Please start at the first line of the records beneath and quote each line exactly, ending with the line containing "it lands on".
───── DATA ─────
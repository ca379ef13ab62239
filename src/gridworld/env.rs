use tracing::{debug, info};

use crate::burnrl::base::{ElemType, Environment, Snapshot};
use crate::error::EnvError;
use crate::gridworld::{Coord, Grid, Move, config};
use crate::render::{BoardRenderer, GridView, RenderFrame, RenderMode, Renderer};

/// Deterministic single-agent grid world.
///
/// The agent starts at `(9, 0)` and is paid `-1` per step until it lands on
/// one of the goal cells `(0, 3)` or `(6, 9)`, which pays `10` and ends the
/// episode.
#[derive(Debug)]
pub struct GridWorld {
    grid: Grid,
    agent: Coord,
    reward: ElemType,
    done: bool,
    renderer: Option<Box<dyn Renderer>>,
}

impl GridWorld {
    /// Attaches a rendering backend, replacing the current one.
    pub fn with_renderer(mut self, renderer: Box<dyn Renderer>) -> Self {
        self.renderer = Some(renderer);
        self
    }

    pub fn grid(&self) -> &Grid {
        &self.grid
    }

    pub fn reward(&self) -> ElemType {
        self.reward
    }

    pub fn done(&self) -> bool {
        self.done
    }

    /// Next cell after moving one step from `from`. Does not touch the agent.
    ///
    /// A move that leaves the grid is pulled back by one cell on the axis
    /// that overflowed.
    pub fn transition(&self, from: Coord, action: Move) -> Coord {
        let (dr, dc) = action.delta();
        Coord {
            row: normalise(from.row as isize + dr, self.grid.x_bound()),
            col: normalise(from.col as isize + dc, self.grid.y_bound()),
        }
    }

    /// Reward for occupying `coord`: goal reward if it is any goal cell,
    /// step reward otherwise.
    pub fn score(&self, coord: Coord) -> ElemType {
        if self.grid.is_goal(coord) {
            config::GOAL_REWARD
        } else {
            config::STEP_REWARD
        }
    }

    #[cfg(test)]
    pub(crate) fn place_agent(&mut self, coord: Coord) {
        self.agent = coord;
    }
}

fn normalise(value: isize, bound: usize) -> usize {
    let upper = bound as isize - 1;
    let value = if value > upper {
        value - 1
    } else if value < 0 {
        value + 1
    } else {
        value
    };
    value as usize
}

impl Environment for GridWorld {
    type StateType = Coord;
    type ActionType = Move;
    type RewardType = ElemType;

    const MAX_STEPS: usize = 200;

    fn new(visualized: bool) -> Self {
        let renderer: Option<Box<dyn Renderer>> = if visualized {
            Some(Box::new(BoardRenderer::default()))
        } else {
            None
        };

        Self {
            grid: Grid::default(),
            agent: config::START,
            reward: config::START_REWARD,
            done: false,
            renderer,
        }
    }

    fn state(&self) -> Self::StateType {
        self.agent
    }

    fn reset(&mut self) -> Snapshot<Self> {
        self.agent = config::START;
        self.reward = config::START_REWARD;
        self.done = false;
        info!(agent = %self.agent, "episode reset");

        Snapshot::new(self.agent, self.reward, self.done)
    }

    fn step(&mut self, action: Self::ActionType) -> Snapshot<Self> {
        if self.done {
            debug!(agent = %self.agent, "stepping an episode that already reached a goal");
        }

        self.agent = self.transition(self.agent, action);
        self.reward = self.score(self.agent);
        if self.reward == config::GOAL_REWARD {
            self.done = true;
        }
        debug!(?action, agent = %self.agent, reward = self.reward, done = self.done, "step");

        Snapshot::new(self.agent, self.reward, self.done)
    }

    fn render(&self, mode: RenderMode) -> Result<Option<RenderFrame>, EnvError> {
        let renderer = self
            .renderer
            .as_ref()
            .ok_or(EnvError::RendererUnavailable)?;
        let view = GridView {
            grid: &self.grid,
            agent: self.agent,
        };
        let frame = renderer.frame(&view, mode);

        match (mode, frame) {
            (RenderMode::Human, RenderFrame::Text(text)) => {
                println!("{text}");
                Ok(None)
            }
            (RenderMode::Human, _) => Ok(None),
            (_, frame) => Ok(Some(frame)),
        }
    }

    fn close(&mut self) {}
}

#[cfg(test)]
mod tests {
    use super::*;

    fn env_at(row: usize, col: usize) -> GridWorld {
        let mut env = GridWorld::new(false);
        env.place_agent(Coord::new(row, col));
        env
    }

    #[test]
    fn starts_outside_any_goal() {
        let env = GridWorld::new(false);
        assert_eq!(env.state(), Coord::new(9, 0));
        assert_eq!(env.reward(), 0.0);
        assert!(!env.done());
        assert!(!env.grid().is_goal(env.state()));
    }

    #[test]
    fn transition_moves_along_one_axis() {
        let env = GridWorld::new(false);
        let here = Coord::new(4, 4);
        assert_eq!(env.transition(here, Move::South), Coord::new(3, 4));
        assert_eq!(env.transition(here, Move::North), Coord::new(5, 4));
        assert_eq!(env.transition(here, Move::East), Coord::new(4, 5));
        assert_eq!(env.transition(here, Move::West), Coord::new(4, 3));
    }

    #[test]
    fn transition_stays_put_at_walls() {
        let env = GridWorld::new(false);
        assert_eq!(env.transition(Coord::new(0, 5), Move::South), Coord::new(0, 5));
        assert_eq!(env.transition(Coord::new(9, 5), Move::North), Coord::new(9, 5));
        assert_eq!(env.transition(Coord::new(5, 9), Move::East), Coord::new(5, 9));
        assert_eq!(env.transition(Coord::new(5, 0), Move::West), Coord::new(5, 0));
    }

    #[test]
    fn transition_does_not_touch_the_agent() {
        let env = GridWorld::new(false);
        let _ = env.transition(Coord::new(1, 3), Move::South);
        assert_eq!(env.state(), Coord::new(9, 0));
    }

    #[test]
    fn scores_every_goal_regardless_of_order() {
        let env = GridWorld::new(false);
        assert_eq!(env.score(Coord::new(0, 3)), 10.0);
        assert_eq!(env.score(Coord::new(6, 9)), 10.0);
        assert_eq!(env.score(Coord::new(0, 4)), -1.0);
        assert_eq!(env.score(Coord::new(6, 8)), -1.0);
        assert_eq!(env.score(Coord::new(9, 0)), -1.0);
    }

    #[test]
    fn reaching_a_goal_ends_the_episode() {
        let mut env = env_at(1, 3);
        let snapshot = env.step(Move::South);
        assert_eq!(snapshot.state, Coord::new(0, 3));
        assert_eq!(snapshot.reward, 10.0);
        assert!(snapshot.done);
    }

    #[test]
    fn stepping_after_done_keeps_moving() {
        let mut env = env_at(1, 3);
        env.step(Move::South);

        let snapshot = env.step(Move::East);
        assert_eq!(snapshot.state, Coord::new(0, 4));
        assert_eq!(snapshot.reward, -1.0);
        assert!(snapshot.done);
    }

    #[test]
    fn invalid_code_leaves_state_alone() {
        let mut env = env_at(4, 4);
        let err = env.step_code(7).unwrap_err();
        assert_eq!(err, EnvError::InvalidAction(7));
        assert_eq!(env.state(), Coord::new(4, 4));
        assert_eq!(env.reward(), 0.0);
        assert!(!env.done());
    }

    #[derive(Debug)]
    struct AgentOnly;

    impl Renderer for AgentOnly {
        fn frame(&self, view: &GridView<'_>, _mode: RenderMode) -> RenderFrame {
            RenderFrame::Text(view.agent.to_string())
        }
    }

    #[test]
    fn custom_renderer_replaces_missing_one() {
        let env = GridWorld::new(false).with_renderer(Box::new(AgentOnly));
        assert_eq!(
            env.render(RenderMode::Ansi).unwrap(),
            Some(RenderFrame::Text("(9, 0)".to_string()))
        );
    }

    #[test]
    fn render_without_renderer_fails() {
        let env = GridWorld::new(false);
        assert_eq!(
            env.render(RenderMode::Ansi).unwrap_err(),
            EnvError::RendererUnavailable
        );
    }

    #[test]
    fn render_does_not_change_state() {
        let mut env = GridWorld::new(true);
        env.step(Move::North);
        let before = env.state();

        let frame = env.render(RenderMode::Ansi).unwrap();
        assert!(matches!(frame, Some(RenderFrame::Text(_))));
        assert!(env.render(RenderMode::Human).unwrap().is_none());
        assert_eq!(env.state(), before);
    }
}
─────
■ SOLUTION FOR THIS EXERCISE
repository ca379ef13ab62239
filename src/gridworld/env.rs
use tracing::{debug, info};

use crate::burnrl::base::{ElemType, Environment, Snapshot};
use crate::error::EnvError;
use crate::gridworld::{Coord, Grid, Move, config};
use crate::render::{BoardRenderer, GridView, RenderFrame, RenderMode, Renderer};

/// Deterministic single-agent grid world.
///
/// The agent starts at `(9, 0)` and is paid `-1` per step until it lands on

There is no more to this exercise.